Even now, as these men are proven correct and the Euro struggles towards its inevitable implosion, those wedded to the European ideal refuse to accept the mounting evidence they were wrong – Blair and Mandleson still call for Britain’s future entry into the single currency and this week we have seen spiteful attacks launched from the Liberal Democrat conference on Conservative European positions, with Chief Secretary to the Treasury (and former Euro fan) Danny Alexander chiming in by calling the over 100-strong new grouping of Conservative Eurosceptic MPs at Westminster a “fringe interest”, completely ignoring the mounting evidence of Euroscepticism, even down right EU-hatred, amongst the British public.
The book also highlights the institutionalisation of the pro-Euro argument, particularly highlighting the role of the BBC, Financial Times, and the CBI (then controlled by a coalition of Euro-supporting big business leaders) in stifling the debate and presenting those in favour of entry as the rational amongst the extremist naysayers.
The relevance of Oborne and Weaver’s publication cannot be underestimated in these days of crisis for the Eurozone. We must learn from the attacks and rejection of those with the prescience to see this coming, and begin to listen. As Tim Montgomerie made reference to yesterday, the Right has been right on many of the big arguments over the last few decades, but is marginalised by an elitist establishment that sees itself naturally in opposition to any ideas emanating from the outside its own political dogma.
With the Eurozone lurching towards its sad and predicted end game, those with a vested interest in the European project are calling for closer integration, a new treaty, new financial mechanisms to ensure the survival of not the just the currency, but the EU itself. Now, more than ever, we must show that our ears are open to those with a “clear mind and steady purpose” to see the folly of the Euro-nationalists.

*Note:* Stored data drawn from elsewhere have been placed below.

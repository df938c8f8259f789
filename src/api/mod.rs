use std::time::Duration;

use async_trait::async_trait;
use thiserror::Error;
use tracing::{info, warn};

use crate::models::{
    FractureReport, ModelVariant, ProcessLandmarksRequest, ServiceInfo, SessionId, UploadFile,
    UploadedXray,
};

pub mod client;
pub use client::FractureApiClient;

/// Failure of a single backend request
#[derive(Debug, Error)]
pub enum ApiError {
    #[error("request failed: {0}")]
    Transport(#[from] reqwest::Error),
    #[error("backend returned {status}: {body}")]
    Status { status: u16, body: String },
    #[error("could not decode backend response: {0}")]
    Decode(String),
    #[error("could not read {path}: {source}")]
    Io {
        path: String,
        #[source]
        source: std::io::Error,
    },
    #[error("invalid backend url: {0}")]
    InvalidUrl(String),
}

pub type ApiResult<T> = Result<T, ApiError>;

/// Operations the fracture analysis service exposes.
///
/// Each call is an independent one-shot request; nothing is retried.
#[async_trait]
pub trait FractureBackend: Send + Sync {
    /// `GET /` for the service banner
    async fn health(&self) -> ApiResult<ServiceInfo>;

    /// `POST /upload/xray`, opens a new session
    async fn upload_xray(&self, file: UploadFile) -> ApiResult<UploadedXray>;

    /// `POST /upload/model?session_id=...`
    async fn upload_model(&self, session_id: &SessionId, file: UploadFile) -> ApiResult<()>;

    /// `POST /process/landmarks`
    async fn process_landmarks(&self, request: &ProcessLandmarksRequest) -> ApiResult<FractureReport>;

    /// `GET /model/{session_id}/{variant}?t=<timestamp>`
    async fn fetch_model(
        &self,
        session_id: &SessionId,
        variant: ModelVariant,
        timestamp: i64,
    ) -> ApiResult<Vec<u8>>;
}

/// Log whether the backend answers within `limit`. Never fails: the TUI
/// starts either way.
pub async fn check_health(backend: &dyn FractureBackend, limit: Duration) -> Option<ServiceInfo> {
    match tokio::time::timeout(limit, backend.health()).await {
        Ok(Ok(service)) => {
            info!(
                "Backend reachable: {} ({})",
                service.message.as_deref().unwrap_or("no banner"),
                service.version.as_deref().unwrap_or("unknown version")
            );
            Some(service)
        }
        Ok(Err(e)) => {
            warn!("Backend health check failed, continuing anyway: {}", e);
            None
        }
        Err(_) => {
            warn!("Backend health check gave no answer within {:?}, continuing anyway", limit);
            None
        }
    }
}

What’s more, our Government – namely the Conservative Party which leads it - must demonstrate that it accepts the arguments of Hague and others at the time were right, something that the party is keen to do: it is easy to see the strength of Euroscepticism amongst the 2010 intake; which itself pales in comparison to the party’s rank-and-file. It can no longer be allowed for the cognitive dissonance of the Europhiles, rearranging deck chairs as the liner goes down, to dominate discussion and sideline dissent.
As Oborne and Weaver set out in Guilty Men, it is time for the Euro-supporters to apologise and to celebrate those who fought to save sterling. But it is not a call for complacency over the arguments won, but to prepare for the voices of those not afraid to be cranks to be heard a little louder in the future.